Niels got diemvoweled.
Diagoses of exclusion are “trash can” diagnoses we use when we have failed to find any specific pathology behind the symptoms. They are defined by the fact that we’ve run out of tests (basically).
Actually, Wayne State in Detroit has an expert in vulvar diseases.
I have a post on Morgellons. My own thought is that it is due to chronic low basal NO levels, with the organ of presentation being the skin. Low NO increases the sensitivity of mast cells in the skin, making them so sensitive they activate with little or no provocation.
I suspect that some of the diseases that are characterized as “chronic infections” are actually due to low NO (actual bacterial infections would either be cleared, or unresponsive).
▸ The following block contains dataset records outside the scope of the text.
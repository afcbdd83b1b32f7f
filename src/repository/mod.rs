//! Typed access to the document collections
//!
//! Thin repositories over [`DocumentStore`](crate::store::DocumentStore) that
//! know each collection's key field and identifier field.

mod court;
mod messages;
mod settings;
mod whitelist;

pub use court::CourtRepository;
pub use messages::MessageRepository;
pub use settings::{FormPermissionSettings, SettingsRepository};
pub use whitelist::{WhitelistDetails, WhitelistRepository};

use crate::error::{validation_error, AppResult};
use crate::store::{DocumentStore, Fields};
use serde_json::Value;
use std::sync::Arc;

/// All repositories sharing one store
#[derive(Clone)]
pub struct Repositories {
    pub guild_settings: SettingsRepository,
    pub check_settings: SettingsRepository,
    pub review_settings: SettingsRepository,
    pub court_settings: SettingsRepository,
    pub form_permissions: SettingsRepository,
    pub messages: MessageRepository,
    pub court: CourtRepository,
    pub whitelist: WhitelistRepository,
}

impl Repositories {
    pub fn new(store: Arc<DocumentStore>) -> Self {
        Self {
            guild_settings: SettingsRepository::guild_settings(store.clone()),
            check_settings: SettingsRepository::check_settings(store.clone()),
            review_settings: SettingsRepository::review_settings(store.clone()),
            court_settings: SettingsRepository::court_settings(store.clone()),
            form_permissions: SettingsRepository::form_permissions(store.clone()),
            messages: MessageRepository::new(store.clone()),
            court: CourtRepository::new(store.clone()),
            whitelist: WhitelistRepository::new(store),
        }
    }
}

/// Read the string key a record is stored under
fn record_key(record: &Value, key_field: &str) -> AppResult<String> {
    record
        .get(key_field)
        .and_then(Value::as_str)
        .filter(|k| !k.is_empty())
        .map(str::to_string)
        .ok_or_else(|| validation_error(format!("Record is missing string field '{}'", key_field)))
}

fn into_fields(record: Value) -> AppResult<Fields> {
    match record {
        Value::Object(map) => Ok(map),
        _ => Err(validation_error("Record must be a JSON object")),
    }
}
//! Form permission gate
//!
//! Decides whether a caller may open the proposal form and explains a denial
//! using the names of the roles that would have been accepted.

use crate::error::AppResult;
use crate::interaction::Caller;
use crate::repository::FormPermissionSettings;
use async_trait::async_trait;
use tracing::debug;

/// A guild role as reported by the platform
#[derive(Debug, Clone, PartialEq, Eq)]
pub struct RoleInfo {
    pub id: String,
    pub name: String,
}

/// Role name lookup provided by the platform client
#[async_trait]
pub trait RoleDirectory: Send + Sync {
    async fn fetch_role(&self, guild_id: &str, role_id: &str) -> AppResult<Option<RoleInfo>>;
}

/// A caller is permitted when no policy is configured, the policy lists no
/// roles, or the caller holds at least one listed role.
pub fn is_permitted(caller: &Caller, policy: Option<&FormPermissionSettings>) -> bool {
    match policy {
        None => true,
        Some(policy) if policy.allowed_roles.is_empty() => true,
        Some(policy) => policy.allowed_roles.iter().any(|role| caller.has_role(role)),
    }
}

/// Resolve role ids to names, skipping any role that cannot be resolved
pub async fn resolve_role_names(
    directory: &dyn RoleDirectory,
    guild_id: &str,
    role_ids: &[String],
) -> Vec<String> {
    let mut names = Vec::with_capacity(role_ids.len());
    for role_id in role_ids {
        match directory.fetch_role(guild_id, role_id).await {
            Ok(Some(role)) => names.push(role.name),
            Ok(None) => debug!("Role {} not found in guild {}", role_id, guild_id),
            Err(e) => debug!("Role lookup for {} in guild {} failed: {}", role_id, guild_id, e),
        }
    }
    names
}

/// Ephemeral explanation shown when the form is refused
pub fn denied_message(role_names: &[String]) -> String {
    if role_names.is_empty() {
        "You do not have permission to use this form.".to_string()
    } else {
        format!(
            "You do not have permission to use this form. Required roles (any of): {}",
            role_names.join(", ")
        )
    }
}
The reason that chronic antibiotic use seems to help is (my hypothesis) due to a Jarisch-Herxheimer reaction from gut bacteria being killed by the antibiotics. The LPS and other antigens from the killed bacteria stimulate the immune system causing expression of iNOS and production of NO. That NO from iNOS adds to the basal level and causes slight improvement. This continued stimulation of the immune system by the Jarisch-Herxheimer reaction actually perpetuates the low NO state by what I call the “low NO ratchet” (discussed in my post on fever therapy and autism).